El juego se llama 'coin matrix' y hay muchas versiones

----------


## Ella

> Iniciado por mariio
> 
> dos, siempre he tenido curiosidad por el tipico juego de monedas en el q s ponen 4 en las esquinas de la mesa y se van pasando alguien me lo puede explicar?o si no un juego cualquiera
> 
> 
> El juego se llama 'coin matrix' y hay muchas versiones


coin matrix tb es el de las 4 monedas que se van cubriendo con las manos? creo que se refiere a ese...no al de cartas

----------


## eidanyoson

Si que hay muchas versiones, de hecho, hay una version del matrix con cartas. Son cartas que tienen en la cara dibujada una moneda, y según haces el juego las caras aparece vacías y en una dos monedas. Repites u aparecen 2 vacías y en un dos caras dos monedas y así. Es igual que el de monedas pero sin usar monedas.

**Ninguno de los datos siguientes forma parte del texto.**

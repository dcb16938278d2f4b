//! Prompt rendering for the advisory service.

use crate::analysis::GameInfo;
use crate::game::entities::LegalAction;
use std::fmt::Write;

/// Fixed instruction preamble describing the required reply shape.
pub const SYSTEM_PREAMBLE: &str = "You are a professional Texas Hold'em player. \
Given the current game state, choose the best action for this turn. \
Your reply must be JSON with an \"action\" field (fold, call, or raise) \
and a numeric \"amount\" field.";

/// Renders a turn summary as the user message of the advisory request.
pub fn build_prompt(info: &GameInfo) -> String {
    format!(
        "Current Texas Hold'em game state:\n\
         \n\
         My hole cards: {hole}\n\
         Community cards: {board}\n\
         Street: {street}\n\
         \n\
         My stack: {stack}\n\
         Pot size: {pot}\n\
         Amount to call: {call}\n\
         \n\
         Opponents:\n\
         {opponents}\n\
         \n\
         Legal actions: {actions}\n\
         \n\
         Weigh hand strength and potential, pot odds, opponent action patterns, \
         and stack depth.\n\
         A raise to the top of the raise window commits your entire remaining \
         stack (all-in); with a premium holding, or to apply maximum pressure, \
         that is a legitimate choice.\n\
         \n\
         Reply with JSON only, for example:\n\
         {{\"action\": \"call\", \"amount\": {call}}}\n\
         {{\"action\": \"raise\", \"amount\": 50}}\n\
         {{\"action\": \"fold\", \"amount\": 0}}\n",
        hole = info.hole_cards,
        board = info.community_cards,
        street = info.street,
        stack = info.my_stack,
        pot = info.pot_size,
        call = info.call_amount,
        opponents = render_opponents(info),
        actions = render_legal_actions(info),
    )
}

fn render_opponents(info: &GameInfo) -> String {
    if info.opponents.is_empty() {
        return "  (none)".to_string();
    }
    info.opponents
        .iter()
        .map(|opp| {
            let mut line = format!(
                "  {}: stack {}, last action: {}",
                opp.name, opp.stack, opp.last_action
            );
            if opp.pattern.total > 0 {
                let _ = write!(
                    line,
                    ", aggression {:.0}% over {} actions",
                    opp.pattern.aggression_rate() * 100.0,
                    opp.pattern.total
                );
            }
            line
        })
        .collect::<Vec<_>>()
        .join("\n")
}

fn render_legal_actions(info: &GameInfo) -> String {
    if info.legal_actions.is_empty() {
        return "(none)".to_string();
    }
    info.legal_actions
        .iter()
        .map(|action| match action {
            LegalAction::Raise { max: Some(_), .. } => format!("{action} (max is all-in)"),
            other => other.to_string(),
        })
        .collect::<Vec<_>>()
        .join(", ")
}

Lo que no recuerdo es el nombre...

----------


## BusyMan

Por ser un tanto puristas en los juegos en los que cubres las monedas (conchas, tapas de cocacola, dados, azucarillos... toma ideas) con las manos se suelen llamar Chink-a-Chink y no matrix

----------


## Ella

yo lo llamo "chikichiki", asi no se me olvida el nombre...  :Lol:

----------


## mariio

Y DONDE PUEDO APRENENDER COSAS SOBRE EL MATRIX?

----------


## Samuel magic

En el penguin hay videos del matrix. Mariio te recomiendo unos videos:
-complete introducion to coin magic de michael ammar, te enseña las tecnicas básicas para aprender numismagia, y a mediado que pasa el video te enseña unos buenos juegos y.. otro video en el que puedes aprender juegos es coin magic de david stone, es un joven mago frances muy bueno con respecto a monedas, enseña muy buenos juegos.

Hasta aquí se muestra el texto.